In an exciting week at the fall auctions, the highest price paid for a work by Elizabeth Murray was set at Phillips only to be broken two days later in a separate sale at Sotheby’s.

On November 13, 2019, Phillips offered in its 20th Century & Contemporary Art Day Sale a work which was long believed lost. The publication accompanying Murray’s career retrospective at the Museum of Modern Art in 2005 illustrated 2. B. !, a unique work completed in October 1990, in an incorrect orientation and identified it as “lost or no longer extant.”

The pre-auction estimate for the work was $40,000-60,000. Bidding for the work opened at $40,000 and quickly soared to above $100,000. The final price paid was $200,000, setting the all-time highest price paid for a work by Elizabeth Murray at auction. Prior to this sale the highest price paid was $132,000 in 2007 at Sotheby’s for Murray’s seven-part painting titled Long Arm (1982).

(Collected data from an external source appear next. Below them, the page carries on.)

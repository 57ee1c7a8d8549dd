//! Create today's notes and open the day note.
//!
//! [`StoicJournal`] walks the period chain year -> month -> day through the
//! [`NoteMaterializer`], builds the day body only when the day note is
//! missing, and hands the result to a [`Workspace`]. At most one run is in
//! flight at a time; overlapping calls return [`DailyRun::Busy`].

use std::sync::atomic::{AtomicBool, Ordering};

use chrono::NaiveDate;

use crate::body::{BodyStyle, DayContext, NoteBodyBuilder};
use crate::clock::{Clock, SystemClock};
use crate::compose;
use crate::config::Config;
use crate::date::DateKey;
use crate::error::{Result, StoicError};
use crate::fs::AsyncFileSystem;
use crate::layout::{NoteLayout, NotePeriod};
use crate::library::Library;
use crate::materialize::{Materialized, NoteMaterializer};
use crate::random::RandomSelector;
use crate::workspace::{Note, Workspace};

/// What one run did to each period note.
#[derive(Debug, Clone, PartialEq, Eq)]
pub struct DailyReport {
    /// The day the run was for
    pub key: DateKey,
    /// Year note outcome
    pub year: Materialized,
    /// Month note outcome
    pub month: Materialized,
    /// Day note outcome
    pub day: Materialized,
    /// The day note
    pub note: Note,
}

/// Outcome of a journal run.
#[derive(Debug, Clone, PartialEq, Eq)]
pub enum DailyRun {
    /// The run finished
    Completed(DailyReport),
    /// Another run was in flight; nothing was touched
    Busy,
}

impl DailyRun {
    /// The report, unless the run was skipped.
    pub fn report(&self) -> Option<&DailyReport> {
        match self {
            DailyRun::Completed(report) => Some(report),
            DailyRun::Busy => None,
        }
    }
}

struct InFlight<'a>(&'a AtomicBool);

impl<'a> InFlight<'a> {
    fn acquire(flag: &'a AtomicBool) -> Option<Self> {
        flag.compare_exchange(false, true, Ordering::Acquire, Ordering::Relaxed)
            .ok()
            .map(|_| Self(flag))
    }
}

impl Drop for InFlight<'_> {
    fn drop(&mut self) {
        self.0.store(false, Ordering::Release);
    }
}

/// The daily note workflow over injected storage and clock.
pub struct StoicJournal<FS, C = SystemClock> {
    materializer: NoteMaterializer<FS>,
    layout: NoteLayout,
    clock: C,
    library: Library,
    selector: RandomSelector,
    builder: Box<dyn NoteBodyBuilder>,
    in_flight: AtomicBool,
}

impl<FS: AsyncFileSystem, C: Clock> StoicJournal<FS, C> {
    /// Journal writing under `layout` with the given body builder.
    pub fn new(
        fs: FS,
        layout: NoteLayout,
        clock: C,
        library: Library,
        builder: Box<dyn NoteBodyBuilder>,
    ) -> Self {
        Self {
            materializer: NoteMaterializer::new(fs, layout.root()),
            layout,
            clock,
            library,
            selector: RandomSelector::from_entropy(),
            builder,
            in_flight: AtomicBool::new(false),
        }
    }

    /// Journal set up from `config`: layout, body style and library overrides.
    pub async fn from_config(fs: FS, config: &Config, clock: C) -> Result<Self> {
        let library = match &config.library_dir {
            Some(dir) => Library::load_with_overrides(&fs, dir).await?,
            None => Library::bundled()?,
        };
        Ok(Self::new(
            fs,
            config.layout(),
            clock,
            library,
            config.body_builder(),
        ))
    }

    /// Replace the random source (seeded selectors make output reproducible).
    pub fn with_selector(mut self, selector: RandomSelector) -> Self {
        self.selector = selector;
        self
    }

    /// Where notes are written.
    pub fn layout(&self) -> &NoteLayout {
        &self.layout
    }

    /// Quotes and practices in use.
    pub fn library(&self) -> &Library {
        &self.library
    }

    /// Style of the configured body builder.
    pub fn body_style(&self) -> BodyStyle {
        self.builder.kind()
    }

    /// Today according to the clock.
    pub fn today(&self) -> DateKey {
        DateKey::from(self.clock.today())
    }

    /// Whether a run is in flight.
    pub fn is_busy(&self) -> bool {
        self.in_flight.load(Ordering::Acquire)
    }

    /// Ensure today's notes exist, then open the day note.
    pub async fn create_and_open_today(&self, workspace: &dyn Workspace) -> Result<DailyRun> {
        let Some(_guard) = InFlight::acquire(&self.in_flight) else {
            log::debug!("A daily run is already in flight, skipping");
            return Ok(DailyRun::Busy);
        };

        let report = self.materialize(self.today()).await?;
        self.open_note(workspace, &report.note).await?;
        Ok(DailyRun::Completed(report))
    }

    /// Ensure today's notes exist without opening anything.
    pub async fn ensure_today(&self) -> Result<DailyRun> {
        self.ensure_for_date(self.clock.today()).await
    }

    /// Ensure the notes for `date` exist without opening anything.
    pub async fn ensure_for_date(&self, date: NaiveDate) -> Result<DailyRun> {
        let Some(_guard) = InFlight::acquire(&self.in_flight) else {
            log::debug!("A daily run is already in flight, skipping");
            return Ok(DailyRun::Busy);
        };

        Ok(DailyRun::Completed(self.materialize(DateKey::from(date)).await?))
    }

    /// Look `note` up by exact path and open it.
    pub async fn open_note(&self, workspace: &dyn Workspace, note: &Note) -> Result<()> {
        let found = self
            .materializer
            .find_by_path(note.path())
            .await?
            .ok_or_else(|| StoicError::NoteNotFound(note.path().to_path_buf()))?;
        workspace.open(&found)
    }

    async fn materialize(&self, key: DateKey) -> Result<DailyReport> {
        let year = self.layout.locate(NotePeriod::Year, &key);
        let year_state = self
            .materializer
            .ensure_period(&year, &compose::year_note_text())
            .await?;

        let month = self.layout.locate(NotePeriod::Month, &key);
        let month_state = self
            .materializer
            .ensure_period(&month, &compose::month_note_text(&key))
            .await?;

        let day = self.layout.locate(NotePeriod::Day, &key);
        let day_state = if self.materializer.is_present(&day.file).await {
            log::debug!("Day note {:?} exists, not building a body", day.file);
            Materialized::AlreadyPresent
        } else {
            let ctx = DayContext {
                fs: self.materializer.fs(),
                layout: &self.layout,
                key,
                library: &self.library,
                selector: &self.selector,
            };
            let body = self.builder.day_body(&ctx).await?;
            self.materializer.ensure_period(&day, &body).await?
        };

        Ok(DailyReport {
            key,
            year: year_state,
            month: month_state,
            day: day_state,
            note: Note::new(day.file),
        })
    }
}

#[cfg(test)]
mod tests {
    use std::path::{Path, PathBuf};
    use std::sync::Arc;
    use std::sync::Mutex;
    use std::sync::atomic::AtomicUsize;

    use super::*;
    use crate::body::SectionBodyBuilder;
    use crate::clock::FixedClock;
    use crate::config::SectionToggles;
    use crate::fs::{BoxFuture, FileSystem, InMemoryFileSystem, SyncToAsyncFs, block_on_test};
    use crate::test_utils::{FailingFileSystem, RecordingWorkspace, small_library};

    type MemJournal = StoicJournal<SyncToAsyncFs<InMemoryFileSystem>, FixedClock>;

    const DAY: &str = "root/2024/March2024/20240307.md";
    const MONTH: &str = "root/2024/March2024/March2024.md";
    const YEAR: &str = "root/2024/2024.md";

    fn march_seventh() -> NaiveDate {
        NaiveDate::from_ymd_opt(2024, 3, 7).unwrap()
    }

    fn journal(fs: &InMemoryFileSystem) -> MemJournal {
        StoicJournal::new(
            SyncToAsyncFs::new(fs.clone()),
            NoteLayout::new("root"),
            FixedClock(march_seventh()),
            small_library(),
            Box::new(SectionBodyBuilder::new(SectionToggles::default())),
        )
        .with_selector(RandomSelector::seeded(9))
    }

    struct CountingBuilder(Arc<AtomicUsize>);

    impl NoteBodyBuilder for CountingBuilder {
        fn kind(&self) -> BodyStyle {
            BodyStyle::Sections
        }

        fn day_body<'a>(&'a self, _ctx: &'a DayContext<'a>) -> BoxFuture<'a, Result<String>> {
            Box::pin(async move {
                self.0.fetch_add(1, Ordering::SeqCst);
                Ok("counted".to_string())
            })
        }
    }

    #[test]
    fn test_creates_hierarchy_and_opens_day_note() {
        let fs = InMemoryFileSystem::new();
        let workspace = RecordingWorkspace::new();

        let run = block_on_test(journal(&fs).create_and_open_today(&workspace)).unwrap();
        let report = run.report().unwrap();

        assert_eq!(report.year, Materialized::Created);
        assert_eq!(report.month, Materialized::Created);
        assert_eq!(report.day, Materialized::Created);
        assert_eq!(workspace.opened(), vec![PathBuf::from(DAY)]);

        let day = fs.read_to_string(Path::new(DAY)).unwrap();
        assert!(day.starts_with("---\ntags: daily\n---\nMonth: [[March2024]]\n"));
        assert!(day.contains("> You have power over your mind.\n\\- Marcus Aurelius"));

        let month = fs.read_to_string(Path::new(MONTH)).unwrap();
        assert!(month.contains("Year: [[2024]]"));
        assert!(fs.exists(Path::new(YEAR)));
    }

    #[test]
    fn test_second_run_touches_nothing_but_opens_again() {
        let fs = InMemoryFileSystem::new();
        let workspace = RecordingWorkspace::new();
        let journal = journal(&fs);

        block_on_test(journal.create_and_open_today(&workspace)).unwrap();
        let before = fs.read_to_string(Path::new(DAY)).unwrap();
        let run = block_on_test(journal.create_and_open_today(&workspace)).unwrap();
        let report = run.report().unwrap();

        assert_eq!(report.year, Materialized::AlreadyPresent);
        assert_eq!(report.month, Materialized::AlreadyPresent);
        assert_eq!(report.day, Materialized::AlreadyPresent);
        assert_eq!(fs.read_to_string(Path::new(DAY)).unwrap(), before);
        assert_eq!(workspace.opened().len(), 2);
        assert_eq!(fs.file_count(), 3);
    }

    #[test]
    fn test_existing_day_note_skips_body_builder() {
        let fs = InMemoryFileSystem::new().with_file(DAY, "written by hand");
        let calls = Arc::new(AtomicUsize::new(0));
        let journal = StoicJournal::new(
            SyncToAsyncFs::new(fs.clone()),
            NoteLayout::new("root"),
            FixedClock(march_seventh()),
            small_library(),
            Box::new(CountingBuilder(calls.clone())),
        );

        let run = block_on_test(journal.ensure_today()).unwrap();

        assert_eq!(run.report().unwrap().day, Materialized::AlreadyPresent);
        assert_eq!(calls.load(Ordering::SeqCst), 0);
        assert_eq!(fs.read_to_string(Path::new(DAY)).unwrap(), "written by hand");
        // The missing parents are still filled in
        assert!(fs.exists(Path::new(YEAR)));
        assert!(fs.exists(Path::new(MONTH)));
    }

    #[test]
    fn test_existing_year_note_is_kept() {
        let fs = InMemoryFileSystem::new().with_file(YEAR, "my year");
        let run = block_on_test(journal(&fs).ensure_today()).unwrap();
        let report = run.report().unwrap();

        assert_eq!(report.year, Materialized::AlreadyPresent);
        assert_eq!(report.month, Materialized::Created);
        assert_eq!(fs.read_to_string(Path::new(YEAR)).unwrap(), "my year");
    }

    #[test]
    fn test_ensure_for_date_backfills_without_opening() {
        let fs = InMemoryFileSystem::new();
        let date = NaiveDate::from_ymd_opt(2023, 12, 31).unwrap();

        let run = block_on_test(journal(&fs).ensure_for_date(date)).unwrap();

        assert_eq!(
            run.report().unwrap().note.path(),
            Path::new("root/2023/December2023/20231231.md")
        );
        assert!(fs.exists(Path::new("root/2023/2023.md")));
    }

    #[test]
    fn test_busy_while_in_flight() {
        let fs = InMemoryFileSystem::new();
        let workspace = RecordingWorkspace::new();
        let journal = journal(&fs);

        let guard = InFlight::acquire(&journal.in_flight).unwrap();
        assert!(journal.is_busy());
        let run = block_on_test(journal.create_and_open_today(&workspace)).unwrap();
        drop(guard);

        assert_eq!(run, DailyRun::Busy);
        assert_eq!(fs.file_count(), 0);
        assert!(workspace.opened().is_empty());
        assert!(!journal.is_busy());
    }

    struct ReentrantWorkspace<'j> {
        journal: &'j MemJournal,
        nested: Mutex<Option<DailyRun>>,
    }

    impl Workspace for ReentrantWorkspace<'_> {
        fn open(&self, _note: &Note) -> Result<()> {
            let run = block_on_test(self.journal.ensure_today())?;
            *self.nested.lock().unwrap() = Some(run);
            Ok(())
        }
    }

    #[test]
    fn test_nested_invocation_is_busy() {
        let fs = InMemoryFileSystem::new();
        let journal = journal(&fs);
        let workspace = ReentrantWorkspace {
            journal: &journal,
            nested: Mutex::new(None),
        };

        let outer = block_on_test(journal.create_and_open_today(&workspace)).unwrap();

        assert!(matches!(outer, DailyRun::Completed(_)));
        assert_eq!(*workspace.nested.lock().unwrap(), Some(DailyRun::Busy));
        // The flag is released once the outer run returns
        assert!(matches!(
            block_on_test(journal.ensure_today()).unwrap(),
            DailyRun::Completed(_)
        ));
    }

    #[test]
    fn test_storage_failure_aborts_without_opening() {
        let fs = FailingFileSystem::failing_writes();
        let workspace = RecordingWorkspace::new();
        let journal = StoicJournal::new(
            SyncToAsyncFs::new(fs),
            NoteLayout::new("root"),
            FixedClock(march_seventh()),
            small_library(),
            Box::new(SectionBodyBuilder::default()),
        );

        let err = block_on_test(journal.create_and_open_today(&workspace)).unwrap_err();

        assert!(matches!(err, StoicError::FileWrite { .. }));
        assert!(workspace.opened().is_empty());
        assert!(!journal.is_busy());
    }

    #[test]
    fn test_template_style_from_config() {
        let fs = InMemoryFileSystem::new().with_file(
            "/vault/stoic-daily/TEMPLATE.md",
            "%MONTH_LINK%\n%PRACTICE%\n",
        );
        let mut config = Config::new(PathBuf::from("/vault"));
        config.body_style = BodyStyle::Template;

        let journal = block_on_test(StoicJournal::from_config(
            SyncToAsyncFs::new(fs.clone()),
            &config,
            FixedClock(march_seventh()),
        ))
        .unwrap();
        assert_eq!(journal.body_style(), BodyStyle::Template);

        block_on_test(journal.ensure_today()).unwrap();

        let day = fs
            .read_to_string(Path::new("/vault/stoic-daily/2024/March2024/20240307.md"))
            .unwrap();
        assert!(day.starts_with("Month: [[March2024]]\n# Today Practice\n> "));
    }
}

Two days later, Little Fingers (2001) was offered at Sotheby’s Contemporary Day Sale on November 15, 2019. Pre-auction estimate for the work was $60,000-80,000. Bidding was aggressive and the painting quickly soared well beyond its early estimate. As the price neared $200,000, bidding seemed to slow slightly only to take off clearing $300,000. The final price paid was $437,500, breaking the previous day’s sale record and establishing a new highest price mark for the artist.

These results indicate clear market confidence in work of Elizabeth Murray. As predicted by Kenny Schachter earlier this year in Artnet News following a rocking sale of a paintings by Jennifer Bartlett and Elizabeth Murray at Sotheby’s: “Get out and get yourself a Bartlett and/or Murray […] they are both great and certain to reach higher heights.”